MERS risk as Middle East travel resumes

Communicable Disease Public Health

The resumption of world travel, especially the Hajj this week, raises the risk of another, rarer virus.


GPs should be aware that travellers who return from the Middle East unwell may have been exposed to the MERS coronavirus, the Department of Health has warned.

Between 7 and 12 July, millions of Muslims worldwide will make the Hajj, or pilgrimage to Mecca in Saudi Arabia. This is the first time in three years that Australian Muslims have been able to make the journey.

A full travel and exposure history should be taken from patients who present with symptoms, the DoH said, and should apply infection control measures as soon as they suspect Middle East respiratory syndrome. There is no vaccine.

MERS is a notifiable condition, and GPs should contact the relevant state or territory public health unit where there is a suspected, probable or confirmed case. They can then discuss patient testing and referral.

Qatar reported two laboratory-confirmed MERS cases between 22 March and 3 April this year. However, the WHO expects further cases in the Middle East and countries where the virus is circulating in dromedary camels.

Chronic conditions such as diabetes, renal failure, chronic lung disease and immunocompromise put individuals at greater risk of severe disease.

Individuals can be exposed to the MERS virus through contact with dromedaries or their products, including raw camel’s milk, or with another infected person – particularly in healthcare settings. MERS has so far not been demonstrated to transmit from asymptomatic cases to their contacts.

The WHO has recorded 2585 laboratory-confirmed cases and 890 deaths since the first cases were reported in September 2012. All cases have been linked to travel to or residence in Middle Eastern countries.

In patients with compatible symptoms and exposure history, the DoH said GPs should follow standard and transmission-based precautions (contact, droplet and airborne) for infection control, to minimise the risk of spread of MERS.
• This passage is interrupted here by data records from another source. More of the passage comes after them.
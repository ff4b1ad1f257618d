//! Engine error types.

use thiserror::Error;

/// Errors surfaced by the mapping engine.
///
/// Recoverable conditions (a missing schema, a failed double-bind) are
/// reported as booleans by the operations that detect them; only conditions
/// that invalidate the whole operation become errors.
#[derive(Debug, Error)]
pub enum MapperError {
    /// The resolved configuration names of a mapping unit do not agree on a
    /// stored source language. A unit is translated as a whole, so it may
    /// not span more than one source language.
    #[error("mapping unit '{id}' spans more than one source language: {found:?}")]
    LanguageConsistency {
        /// Id of the offending mapping unit.
        id: String,
        /// The distinct language codes that were found, sorted.
        found: Vec<String>,
    },

    /// A mapper id was requested that no definition is registered for.
    #[error("no mapping definition registered for id '{0}'")]
    UnknownMapper(String),
}

/// Result type alias using MapperError.
pub type MapperResult<T> = Result<T, MapperError>;
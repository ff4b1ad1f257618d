//! Configuration store collaborator interface.
//!
//! All configuration reads go through this trait. The engine only reads
//! stored values, their language tags, and translation-overlay existence;
//! writing overlays is the consuming application's job.

use serde_json::Value as JsonValue;

/// Key under which a configuration object stores its own language tag.
pub const LANGCODE_KEY: &str = "langcode";

/// Key-value access to stored configuration objects.
///
/// Keep the interface small and stable: a decorator wrapping this trait can
/// inject staging or overlay context without changing any call sites.
pub trait ConfigStore: Send + Sync {
    /// Load the full stored value for a configuration name.
    ///
    /// Returns `None` if no such configuration object exists.
    fn get(&self, name: &str) -> Option<JsonValue>;

    /// Whether a configuration object exists under this name.
    fn exists(&self, name: &str) -> bool {
        self.get(name).is_some()
    }

    /// Delete a configuration object.
    ///
    /// Returns `true` if an object was removed, `false` if none existed.
    fn delete(&self, name: &str) -> bool;

    /// Whether a stored translation overlay exists for a configuration name
    /// in the given language. Partial overlays count.
    fn has_translation(&self, name: &str, langcode: &str) -> bool;
}

/// Read the stored language tag of a configuration object.
///
/// Returns `None` when the object does not exist or carries no tag; the
/// caller decides the fallback.
pub fn stored_langcode(store: &dyn ConfigStore, name: &str) -> Option<String> {
    store
        .get(name)?
        .get(LANGCODE_KEY)?
        .as_str()
        .map(str::to_string)
}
The RACGP has infection control standards for office-based practice on its website.

MERS is unlikely to be the cause of a pneumonia or pneumonitis case in Australia, but health professionals should investigate as usual, bearing in mind the patient’s travel and exposure history.

Patients who present with fever as well as pneumonia or pneumonitis or acute respiratory distress syndrome should be tested for MERS if they have travelled from or lived in affected countries in the Middle East within 14 days before the onset of symptoms. Other patients might also be eligible for testing based on their exposure history, including those who have had contact with a symptomatic traveller or contact with camels or raw camel products.

The DoH warned GPs not to collect clinical samples in a general practice setting. Patients should be referred to a hospital for investigation and management, ensuring ambulance crews are aware of the reason for the referral.